En 2023, la pollution due aux PFAS a commencé à être documentée par plusieurs études et travaux journalistiques. Pour la nappe phréatique sous Grenoble, l’étude Antéa a trouvé des traces dans 49 des 87 points mesurés. L’enquête du Monde sur les polluants éternels (23/02/23), avait, elle, recensé 43 points dans la Cuvette où ils étaient présents. Pas de trace ici de pollution par nos fleurons de la microélectronique.
Depuis, il y a du nouveau. Un arrêté ministériel de juin 2023 a imposé à plusieurs milliers d’établissements industriels de rechercher l’éventuelle présence de PFAS dans leurs rejets vers les cours d’eau. Pour la région Auvergne-Rhône-Alpes les résultats ont été publiés le 22 avril dernier par l’ARS une fois écoulé le délai maximum de dix mois établi dans l’arrêté. Premier constat, à cette date, seulement 205 des 662 établissements concernés ont répondu à l’injonction ministérielle. Parmi les 457 dont les résultats sont « à venir » figurent, dans la Cuvette, Arkema, Framatome, Athanor et le CEA, par exemple. Deuxième constat, après Arkema à Pierre-Bénite, qui remporte la première place régionale haut la main avec un demi kilo de PFAS rejetés par jour, la deuxième place revient à Vencorex, sur la plateforme chimique de Pont-de-Claix, et la troisième à l’usine en pleine extension de STMicro à Crolles (1). Quant à Soitec, elle passe à travers les impératifs de transparence, ses « rubriques d’activité » n’étant pas inclues dans l’arrêté.
Ça commence à être très documenté : les PFAS, causant des problèmes de fertilité, des réductions de la croissance fœtale, des maladies du foie et augmentant les risques de cancer chez les humains, sont partout. Pour comprendre la nature et l’intérêt de ces composants, il faut les replacer dans l’ensemble plus vaste de la chimie industrielle. Vous êtes prêts pour un petit voyage ?
« Dix millions de composés chimiques auraient été synthétisés au cours du XXe siècle, parmi lesquels 150 000 ont reçu des applications commerciales » nous apprend un article de la revue Terrestres (27/03/2023). La plus grande partie des ceux-ci provient de la chimie organique, celle qui est capable de synthétiser les molécules présentes dans les êtres vivants. Par exemple : les engrais azotés sont faits grâce à la synthèse d’urée, une molécule présente dans l’urine. Mais la chimie organique s’est aussi mise à créer plein de nouvelles substances qui n’avaient jamais existé auparavant : solvants, pesticides, colorants, explosifs, entre autres. Aussi, et surtout, des plastiques : PVC, nylon, polystyrène, polypropylène, plexiglas, PCB. C’est parmi celles-ci que sont régulièrement découverts de nouveaux perturbateurs endocriniens, cancérogènes, neurotoxiques, ou de nouvelles substances liées aux maladies chroniques et dégénératives ou aux troubles autistiques…

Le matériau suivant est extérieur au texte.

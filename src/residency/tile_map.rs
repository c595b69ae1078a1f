// SPDX-License-Identifier: Parity-7.0.0 OR PolyForm-Noncommercial-1.0.0

//! Tile-grid residency for sparse images.
//!
//! Sparse image bindings are addressed by tile coordinate inside a fixed
//! granularity grid per `(aspect, mip, layer)`, plus one slot per aspect for
//! the mip tail.  Unlike the byte-interval case there is nothing to split;
//! a region bind touches a rectangular box of whole tiles.

use std::collections::HashMap;
use std::sync::Arc;

use crate::memory::HeapBlock;
use crate::residency::interval_set::PageSlot;

/// Image aspects we track residency for.
#[derive(Debug, Clone, Copy, PartialEq, Eq, Hash, PartialOrd, Ord)]
pub enum ImageAspect {
    Color,
    Depth,
    Stencil,
}

/// Address of one tile in the granularity grid.
#[derive(Debug, Clone, Copy, PartialEq, Eq, Hash, PartialOrd, Ord)]
pub struct TileCoord {
    pub aspect: ImageAspect,
    pub mip: u32,
    pub layer: u32,
    pub x: u32,
    pub y: u32,
    pub z: u32,
}

/// A rectangular box of tiles inside one subresource; the residency key for
/// sparse image binds.  `origin` and `extent` are in texels and must land on
/// the granularity grid (or cover the mip tail, which uses [MipTailKey]).
#[derive(Debug, Clone, Copy, PartialEq, Eq, Hash)]
pub struct ImageRegionKey {
    pub aspect: ImageAspect,
    pub mip: u32,
    pub layer: u32,
    pub origin: [u32; 3],
    pub extent: [u32; 3],
}

/// Residency key for an image's mip tail.
#[derive(Debug, Clone, Copy, PartialEq, Eq, Hash)]
pub struct MipTailKey {
    pub aspect: ImageAspect,
    pub offset: u64,
    pub size: u64,
}

#[derive(Debug, Clone)]
struct TailBinding {
    layers: Vec<PageSlot>,
    size: u64,
}

#[derive(Debug, Clone, Default)]
pub(crate) struct TileMap {
    tiles: HashMap<TileCoord, Vec<PageSlot>>,
    tails: HashMap<ImageAspect, TailBinding>,
}

impl TileMap {
    pub fn new() -> TileMap {
        TileMap::default()
    }

    /// Bind every tile in `key`'s box, consuming `tile_size` bytes of the
    /// target per tile in x-major order.  Returns evicted slots.
    pub fn set_region(
        &mut self,
        key: &ImageRegionKey,
        granularity: [u32; 3],
        tile_size: u64,
        target: Option<PageSlot>,
        aliasing: bool,
    ) -> Vec<PageSlot> {
        let mut evicted = Vec::new();
        let tiles_w = key.extent[0].div_ceil(granularity[0]);
        let tiles_h = key.extent[1].div_ceil(granularity[1]);
        let tiles_d = key.extent[2].div_ceil(granularity[2]);
        let base = [
            key.origin[0] / granularity[0],
            key.origin[1] / granularity[1],
            key.origin[2] / granularity[2],
        ];
        let mut tile_index = 0u64;
        for dz in 0..tiles_d {
            for dy in 0..tiles_h {
                for dx in 0..tiles_w {
                    let coord = TileCoord {
                        aspect: key.aspect,
                        mip: key.mip,
                        layer: key.layer,
                        x: base[0] + dx,
                        y: base[1] + dy,
                        z: base[2] + dz,
                    };
                    let slot = target.as_ref().map(|t| PageSlot {
                        block: t.block.clone(),
                        offset: t.offset + tile_index * tile_size,
                    });
                    evicted.extend(self.set_tile(coord, slot, aliasing));
                    tile_index += 1;
                }
            }
        }
        evicted
    }

    fn set_tile(
        &mut self,
        coord: TileCoord,
        target: Option<PageSlot>,
        aliasing: bool,
    ) -> Vec<PageSlot> {
        match target {
            Some(slot) => {
                let layers = self.tiles.entry(coord).or_default();
                if aliasing {
                    layers.push(slot);
                    Vec::new()
                } else {
                    let evicted = std::mem::replace(layers, vec![slot]);
                    evicted
                }
            }
            None => self.tiles.remove(&coord).unwrap_or_default(),
        }
    }

    /// Bind or unbind the mip tail for one aspect.
    pub fn set_mip_tail(
        &mut self,
        key: &MipTailKey,
        target: Option<PageSlot>,
        aliasing: bool,
    ) -> Vec<PageSlot> {
        match target {
            Some(slot) => {
                let entry = self.tails.entry(key.aspect).or_insert(TailBinding {
                    layers: Vec::new(),
                    size: key.size,
                });
                entry.size = key.size;
                if aliasing {
                    entry.layers.push(slot);
                    Vec::new()
                } else {
                    std::mem::replace(&mut entry.layers, vec![slot])
                }
            }
            None => self
                .tails
                .remove(&key.aspect)
                .map(|t| t.layers)
                .unwrap_or_default(),
        }
    }

    /// The active binding of one tile.
    pub fn get_tile(&self, coord: TileCoord) -> Option<PageSlot> {
        self.tiles.get(&coord).and_then(|l| l.last().cloned())
    }

    pub fn get_mip_tail(&self, aspect: ImageAspect) -> Option<PageSlot> {
        self.tails
            .get(&aspect)
            .and_then(|t| t.layers.last().cloned())
    }

    /// Bytes currently bound: tiles times tile size, plus tail sizes.
    pub fn bound_bytes(&self, tile_size: u64) -> u64 {
        self.tiles.len() as u64 * tile_size + self.tails.values().map(|t| t.size).sum::<u64>()
    }

    /// Blocks referenced by any binding, tiles in coordinate order then mip
    /// tails in aspect order, first appearance wins.
    pub fn blocks_in_order(&self) -> Vec<Arc<HeapBlock>> {
        let mut coords: Vec<&TileCoord> = self.tiles.keys().collect();
        coords.sort();
        let mut out: Vec<Arc<HeapBlock>> = Vec::new();
        let push = |block: &Arc<HeapBlock>, out: &mut Vec<Arc<HeapBlock>>| {
            if !out.iter().any(|b| Arc::ptr_eq(b, block)) {
                out.push(block.clone());
            }
        };
        for coord in coords {
            for layer in &self.tiles[coord] {
                push(&layer.block, &mut out);
            }
        }
        let mut aspects: Vec<&ImageAspect> = self.tails.keys().collect();
        aspects.sort();
        for aspect in aspects {
            for layer in &self.tails[aspect].layers {
                push(&layer.block, &mut out);
            }
        }
        out
    }

    pub fn is_empty(&self) -> bool {
        self.tiles.is_empty() && self.tails.is_empty()
    }
}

À tous ces merveilleux composants est venu s’ajouter, en 1930, le fluor, le plus réactif des éléments, qui crée des liens particulièrement forts avec les particules de carbone et qui a donné naissance à une nouvelle famille de composés organiques aux propriétés miraculeuses, les PFAS. Sous forme plastique, ils sont résistants à la chaleur et à la corrosion de toute autre substance chimique, étanches, anti-poussière, antiadhésifs, isolants électriques, etc. Ce sont ces PFAS qui permettent de faire du téflon, du gore-tex, des joints et des valves, ou le recouvrement des écrans, par exemple. Sous forme gazeuse, ça donne de bons liquides réfrigérants, comme des chlorofluorocarbones, responsables du trou dans la couche d’ozone. Mélangés à des liquides ça donne des lubrifiants, des peintures ou des liquides nettoyants. Si les PFAS sont aussi largement utilisés, c’est surtout parce qu’ils ne se dégradent pas : ils ne sont attaqués par aucune substance chimique, rien ne s’accroche à eux et il faut 1 200ºC pour détruire les liaisons entre le carbone et le fluor. Et c’est exactement pour la même raison qu’ils posent problème : ils sont la partie la plus persistante de la pollution industrielle.
Vous avez survécu au voyage dans la chimie ? Passons à nos incidences locales. Ce qui est moins connu du grand public, c’est que ces PFAS sont aussi indispensables pour la production de semi-conducteurs, à plusieurs étapes de la production. On se sert de leur résistance aux produits chimiques pour composer des couches photosensibles où s’impriment, par photolithographie, les plaques de silicium. Ils sont également utiles pour la transparence et l’absence de reflets que demandent les gravures les plus fines. Enfin, ils sont nécessaires pour les joints, tuyaux et valves par lesquels doivent circuler les tonnes de produits chimiques qui sont utilisés dans la fabrication des puces. « Sans certains PFAS la production de semiconducteurs n’est tout simplement pas possible. Il n’y a pas encore d’alternative dans les marchés » avoue un responsable anonyme d’entreprise européen au Financial Times dans un article qui évoque largement cette dépendance (2).
Vu la gravité du sujet, plusieurs propositions sont en marche pour interdire progressivement l’utilisation des plus de 14 000 PFAS commercialisés, comme la consultation publique lancée par l’Union européenne (UE) le 23 mars dernier et qui rendra ses résultats en 2025. Mais, à ne pas en douter, la notion d’« usage essentiel » viendra limiter largement leur disparition complète. Une équipe de chercheurs suédois a cherché à définir cette notion pour les PFAS. Les usages « essentiels » sont ceux « nécessaires pour la santé ou la sécurité ou d’autres sujets hautement importants, et pour lesquels des alternatives n’ont pas encore été trouvées ». Comme le rapporte le Financial Times, les groupes de lobbying s’affairent déjà à Bruxelles afin de montrer l’essentialité des usages de leurs produits. Le European Chemical Industry Council a dépensé plus de 10 millions d’euros et a eu au moins cinq réunions de haut niveau avec des représentants de l’UE pendant la seconde moitié de 2022. Un quart des compagnies qui dépensent plus de 3 millions d’euros en lobbying à Bruxelles sont des compagnies chimiques…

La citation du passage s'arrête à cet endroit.